--- Provided records Enclosed Below ---

//! Dashboard header: title, greeting and the three header buttons.

use gridline_protocol::PENDING_NOTIFICATIONS;
use ratatui::{
    buffer::Buffer,
    layout::Rect,
    style::{Color, Modifier, Style},
    widgets::{Block, BorderType, Borders, Widget},
};

use super::truncate;

const MENU: &str = "[≡]";
const PROFILE: &str = "[☺]";
const TITLE: &str = "Dashboard";

/// Where the header buttons were drawn, for mouse hit-testing.
#[derive(Debug, Clone, Copy, PartialEq, Eq, Default)]
pub struct HeaderButtons {
    /// Menu button, left of the title.
    pub menu: Rect,
    /// Notification bell with its unread count.
    pub notifications: Rect,
    /// Profile button, rightmost.
    pub profile: Rect,
}

/// Renders the header into `area` and returns the button positions.
///
/// # Layout
///
/// ```text
/// ╭────────────────────────────────────────╮
/// │[≡] Dashboard                 [✉ 3] [☺]│
/// │    Welcome back, mobile user!          │
/// ╰────────────────────────────────────────╯
/// ```
///
/// Buttons that do not fit get an empty rectangle.
///
/// # Examples
///
/// ```
/// use ratatui::{buffer::Buffer, layout::Rect};
/// use gridline_tui::widgets::render_header;
///
/// let area = Rect::new(0, 0, 40, 4);
/// let mut buf = Buffer::empty(area);
///
/// let buttons = render_header("Welcome back!", area, &mut buf);
/// assert_eq!(buttons.menu, Rect::new(1, 1, 3, 2));
/// assert!(buttons.profile.x > buttons.notifications.x);
/// ```
pub fn render_header(subtitle: &str, area: Rect, buf: &mut Buffer) -> HeaderButtons {
    let block = Block::default()
        .borders(Borders::ALL)
        .border_type(BorderType::Rounded)
        .border_style(Style::default().fg(Color::Blue));
    let inner = block.inner(area);
    block.render(area, buf);

    if inner.width == 0 || inner.height == 0 {
        return HeaderButtons::default();
    }

    let button_style = Style::default()
        .fg(Color::Cyan)
        .add_modifier(Modifier::BOLD);
    let notifications_label = format!("[✉ {PENDING_NOTIFICATIONS}]");
    let notifications_width = notifications_label.chars().count() as u16;
    let menu_width = MENU.chars().count() as u16;
    let profile_width = PROFILE.chars().count() as u16;

    let mut buttons = HeaderButtons::default();
    let button = |x: u16, width: u16| Rect::new(x, inner.y, width, inner.height);

    if inner.width >= menu_width {
        buf.set_string(inner.x, inner.y, MENU, button_style);
        buttons.menu = button(inner.x, menu_width);
    }

    // Right-hand buttons need room beside the title.
    let right_width = notifications_width + 1 + profile_width;
    let text_x = inner.x + menu_width + 1;
    let text_room = if inner.width >= menu_width + 1 + TITLE.len() as u16 + 1 + right_width {
        let profile_x = inner.right() - profile_width;
        let notifications_x = profile_x - 1 - notifications_width;
        buf.set_string(profile_x, inner.y, PROFILE, button_style);
        buf.set_string(notifications_x, inner.y, &notifications_label, button_style);
        buttons.profile = button(profile_x, profile_width);
        buttons.notifications = button(notifications_x, notifications_width);
        notifications_x.saturating_sub(text_x + 1)
    } else {
        inner.right().saturating_sub(text_x)
    };

    if text_room > 0 {
        buf.set_stringn(
            text_x,
            inner.y,
            TITLE,
            usize::from(text_room),
            Style::default()
                .fg(Color::White)
                .add_modifier(Modifier::BOLD),
        );
    }
    if inner.height > 1 {
        let room = inner.right().saturating_sub(text_x);
        buf.set_string(
            text_x,
            inner.y + 1,
            truncate(subtitle, usize::from(room)),
            Style::default().fg(Color::Gray),
        );
    }

    buttons
}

--- End of Enclosed Provided records ---

→ **What you are asked to do**
Using the entries above, give back exactly the line containing "let button_style = Style::default()", the line containing "beside the title.", and every line between them, and nothing else.

→ **Exercise solution**
    let button_style = Style::default()
        .fg(Color::Cyan)
        .add_modifier(Modifier::BOLD);
    let notifications_label = format!("[✉ {PENDING_NOTIFICATIONS}]");
    let notifications_width = notifications_label.chars().count() as u16;
    let menu_width = MENU.chars().count() as u16;
    let profile_width = PROFILE.chars().count() as u16;

    let mut buttons = HeaderButtons::default();
    let button = |x: u16, width: u16| Rect::new(x, inner.y, width, inner.height);

    if inner.width >= menu_width {
        buf.set_string(inner.x, inner.y, MENU, button_style);
        buttons.menu = button(inner.x, menu_width);
    }

    // Right-hand buttons need room beside the title.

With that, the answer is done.